Substantial Similarity
Although “[t]he test for infringement of a copyright is of necessity vague,” Peter
Pan Fabrics, Inc. v. Martin Weiner Corp., 274 F.2d 487, 489 (2d Cir. 1960), “[t]he question of
substantial similarity is by no means exclusively reserved for resolution by a jury . . . .” Peter F.
Gaito Architecture, LLC v. Simone Dev. Corp., 602 F.3d 57, 63 (2d Cir. 2010). Where, as here,
“the works in question are attached to a plaintiff[’]s complaint, it is entirely appropriate for the
district court to consider the similarity between those works in connection with a motion to
dismiss, because the court has before it all that is necessary in order to make such an evaluation.”
Id. at 64. Accordingly, if the district court determines that the works at issue are “not
substantially similar as a matter of law,” Kregos v. Associated Press, 3 F.3d 656, 664 (2d Cir.
1993), the district court can properly conclude that the plaintiff’s complaint and the works
incorporated therein do not “plausibly give rise to an entitlement to relief.” Iqbal, 556 U.S. at
678.
19
“In the Second Circuit, the ‘standard test for substantial similarity between two
items is whether an ordinary observer, unless he set out to detect the disparities, would be
disposed to overlook them, and regard [the] aesthetic appeal as the same.’” 4 DiTocco v.
Riordan, 815 F. Supp. 2d 655, 665 (S.D.N.Y. 2011) (quoting Peter F. Gaito Architecture, 602
F.3d at 66). The “‘ordinary observer’ test asks whether ‘an average lay observer would
recognize the alleged copy as having been appropriated from the copyrighted work.’” Id.
(quoting Peter F. Gaito Architecture, 602 F.3d at 66).
4
In certain types of cases, the Second Circuit has directed courts to apply a “more discerning”
test than the ordinary observer test. This more complex test – first articulated in Folio
Impressions v. Byer California, 937 F.2d 759, 766 (2d Cir. 1991) – applies when “a work
contains both protectible and unprotectible elements, and requires the court to eliminate the
unprotectible elements from its consideration and to ask whether the protectible elements,
standing alone, are substantially similar.” Hamil Am., Inc. v. GFI, 193 F.3d 92, 101 (2d Cir.
1999) (citing Knitwaves, Inc. v. Lollytogs Ltd., 71 F.3d 996, 1002 (2d Cir. 1995) and Folio
Impressions, 937 F.2d at 765-66)). The “more discerning” test applies only where a copyrighted
work “is not ‘wholly original,’ but rather incorporates elements from the public domain.”
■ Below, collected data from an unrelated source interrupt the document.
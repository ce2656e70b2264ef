//! Inter-task communication signals
//!
//! Uses embassy-sync primitives for safe async communication.

use embassy_sync::blocking_mutex::raw::CriticalSectionRawMutex;
use embassy_sync::signal::Signal;

use dmlink_core::select::InputSource;

/// User asked to switch to the other video input
pub static TOGGLE_REQUEST: Signal<CriticalSectionRawMutex, ()> = Signal::new();

/// Input the DM board confirmed after the last switch request
pub static INPUT_STATE: Signal<CriticalSectionRawMutex, InputSource> = Signal::new();
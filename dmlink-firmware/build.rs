//! Build script for dmlink-firmware
//!
//! - Passes the cortex-m-rt and defmt linker scripts
//! - Validates link.toml at compile time, with the same parser the device
//!   runs on it

use std::fs;
use std::path::Path;

fn main() {
    setup_linker();
    validate_config();
}

/// Linker arguments for the firmware binary
///
/// memory.x itself comes from embassy-stm32's `memory-x` feature.
fn setup_linker() {
    println!("cargo:rustc-link-arg-bins=--nmagic");
    println!("cargo:rustc-link-arg-bins=-Tlink.x");
    println!("cargo:rustc-link-arg-bins=-Tdefmt.x");
    println!("cargo:rerun-if-changed=build.rs");
}

/// Validate link.toml configuration at compile time
fn validate_config() {
    println!("cargo:rerun-if-changed=link.toml");

    let config_path = Path::new("link.toml");

    if !config_path.exists() {
        panic!(
            "\n\
            ╔══════════════════════════════════════════════════════════════════╗\n\
            ║  ERROR: link.toml not found!                                     ║\n\
            ║                                                                  ║\n\
            ║  The firmware embeds a link.toml configuration file.             ║\n\
            ║  Please create one in the dmlink-firmware directory.             ║\n\
            ╚══════════════════════════════════════════════════════════════════╝\n"
        );
    }

    let config_content = match fs::read_to_string(config_path) {
        Ok(content) => content,
        Err(e) => {
            panic!(
                "\n\
                ╔══════════════════════════════════════════════════════════════════╗\n\
                ║  ERROR: Failed to read link.toml                                 ║\n\
                ║                                                                  ║\n\
                ║  Error: {:<56} ║\n\
                ╚══════════════════════════════════════════════════════════════════╝\n",
                e
            );
        }
    };

    // Parse and validate TOML syntax
    let config: toml::Value = match toml::from_str(&config_content) {
        Ok(value) => value,
        Err(e) => {
            let error_msg = e.to_string();
            panic!(
                "\n\
                ╔══════════════════════════════════════════════════════════════════╗\n\
                ║  ERROR: Invalid TOML syntax in link.toml                         ║\n\
                ╠══════════════════════════════════════════════════════════════════╣\n\
                {}\n\
                ╚══════════════════════════════════════════════════════════════════╝\n",
                format_error_lines(&error_msg)
            );
        }
    };

    let mut errors = Vec::new();
    validate_keys(&config, &mut errors);
    validate_link(&config, &mut errors);
    validate_uart(&config, &mut errors);
    validate_input(&config, &mut errors);

    if !errors.is_empty() {
        panic!(
            "\n\
            ╔══════════════════════════════════════════════════════════════════╗\n\
            ║  ERROR: Invalid settings in link.toml                            ║\n\
            ╠══════════════════════════════════════════════════════════════════╣\n\
            {}\n\
            ╚══════════════════════════════════════════════════════════════════╝\n",
            errors
                .iter()
                .map(|e| format!("║  • {:<62} ║", e))
                .collect::<Vec<_>>()
                .join("\n")
        );
    }

    // The device parser has the final word, it falls back to defaults
    if let Err(e) = dmlink_core::config::parse_config(&config_content) {
        panic!(
            "\n\
            ╔══════════════════════════════════════════════════════════════════╗\n\
            ║  ERROR: link.toml rejected by the firmware parser                ║\n\
            ║                                                                  ║\n\
            ║  Error: {:<56} ║\n\
            ╚══════════════════════════════════════════════════════════════════╝\n",
            format!("{:?}", e)
        );
    }

    println!("cargo:warning=link.toml validated successfully");
}

/// Format error message lines with box drawing
fn format_error_lines(msg: &str) -> String {
    msg.lines()
        .map(|line| {
            let truncated = if line.len() > 64 {
                format!("{}...", &line[..61])
            } else {
                line.to_string()
            };
            format!("║  {:<64} ║", truncated)
        })
        .collect::<Vec<_>>()
        .join("\n")
}

/// Report sections and keys the firmware does not know
fn validate_keys(config: &toml::Value, errors: &mut Vec<String>) {
    let Some(root) = config.as_table() else {
        return;
    };

    for (name, value) in root {
        match value.as_table() {
            Some(table) => match known_keys(name) {
                Some(keys) => {
                    for key in table.keys() {
                        if !keys.contains(&key.as_str()) {
                            errors.push(format!("[{}] unknown key '{}'", name, key));
                        }
                    }
                }
                None => errors.push(format!("unknown section [{}]", name)),
            },
            None => {
                if !known_keys("").is_some_and(|keys| keys.contains(&name.as_str())) {
                    errors.push(format!("unknown top-level key '{}'", name));
                }
            }
        }
    }
}

fn known_keys(section: &str) -> Option<&'static [&'static str]> {
    dmlink_core::config::KNOWN_KEYS
        .iter()
        .find(|(name, _)| *name == section)
        .map(|(_, keys)| *keys)
}

/// Check an optional integer key against an inclusive range
fn check_int(table: &toml::Value, section: &str, key: &str, min: i64, max: i64, errors: &mut Vec<String>) {
    match table.get(key) {
        None => {}
        Some(toml::Value::Integer(v)) if (min..=max).contains(v) => {}
        Some(_) => errors.push(format!("[{}] {} must be an integer {}-{}", section, key, min, max)),
    }
}

/// Check an optional string key against a list of accepted values
fn check_choice(table: &toml::Value, section: &str, key: &str, choices: &[&str], errors: &mut Vec<String>) {
    match table.get(key) {
        None => {}
        Some(toml::Value::String(s)) if choices.contains(&s.as_str()) => {}
        Some(_) => errors.push(format!("[{}] {} must be one of {}", section, key, choices.join(", "))),
    }
}

fn check_bool(table: &toml::Value, section: &str, key: &str, errors: &mut Vec<String>) {
    if let Some(value) = table.get(key) {
        if !value.is_bool() {
            errors.push(format!("[{}] {} must be true or false", section, key));
        }
    }
}

fn validate_link(config: &toml::Value, errors: &mut Vec<String>) {
    if let Some(version) = config.get("version") {
        if version.as_integer() != Some(1) {
            errors.push("version must be 1".to_string());
        }
    }

    let Some(link) = config.get("link") else {
        return;
    };
    check_int(link, "link", "node_address", 0, 255, errors);
    check_choice(link, "link", "checksum", &["sum8", "sum", "xor8", "xor", "crc8", "crc"], errors);
    check_bool(link, "link", "validate_inbound", errors);
    check_bool(link, "link", "resync_on_full", errors);
}

fn validate_uart(config: &toml::Value, errors: &mut Vec<String>) {
    let Some(uart) = config.get("uart") else {
        return;
    };
    check_int(uart, "uart", "baudrate", 1200, 1_000_000, errors);
    check_int(uart, "uart", "data_bits", 7, 9, errors);
    check_int(uart, "uart", "stop_bits", 1, 2, errors);
    check_choice(uart, "uart", "parity", &["none", "even", "odd"], errors);
}

fn validate_input(config: &toml::Value, errors: &mut Vec<String>) {
    let Some(input) = config.get("input") else {
        return;
    };
    check_int(input, "input", "adjuster", 0, 255, errors);
    check_int(input, "input", "hdmi", 0, 255, errors);
    check_int(input, "input", "displayport", 0, 255, errors);
    check_int(input, "input", "confirm_attempts", 1, 255, errors);
    check_int(input, "input", "response_timeout_ms", 1, 65_535, errors);
    check_choice(input, "input", "initial", &["hdmi", "displayport", "dp"], errors);

    if let (Some(hdmi), Some(dp)) = (input.get("hdmi"), input.get("displayport")) {
        if hdmi == dp {
            errors.push("[input] hdmi and displayport codes must differ".to_string());
        }
    }
}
Boisson, 273 F.3d at 272 (quoting Key Publ’ns, Inc. v. Chinatown Today Publ’g Enters., Inc.,
945 F.2d 509, 514 (2d Cir. 1991)); see also Aaron Basha Corp. v. Felix B. Vollman, Inc., 88 F.
Supp. 2d 226, 231 (S.D.N.Y. 2000) (“[the more discerning] test applies only if a plaintiff has
imported a substantial portion of its work from the public domain.” (citing Hamil Am., 193 F.3d
at 100-02)); Diamond Direct, LLC v. Star Diamond Grp., Inc., 116 F. Supp. 2d 525, 530 n.31
(S.D.N.Y. 2000) (“[T]he Second Circuit has cautioned that [the more discerning test] is
appropriate only where the other elements of the work have been copied from the public
domain.”). Even where the “more discerning” test applies, however, the Second Circuit has
“disavowed any notion that [the court] [is] required to dissect [the works] into their separate
components and compare only those elements which are themselves copyrightable. Instead,
[courts] are principally guided by comparing the contested design’s total concept and overall feel
with that of the allegedly infringed work.” Gaito, 602 F.3d at 66 (citations and quotation marks
omitted).
In any event, Plaintiff has not imported a substantial portion of her work from the public domain.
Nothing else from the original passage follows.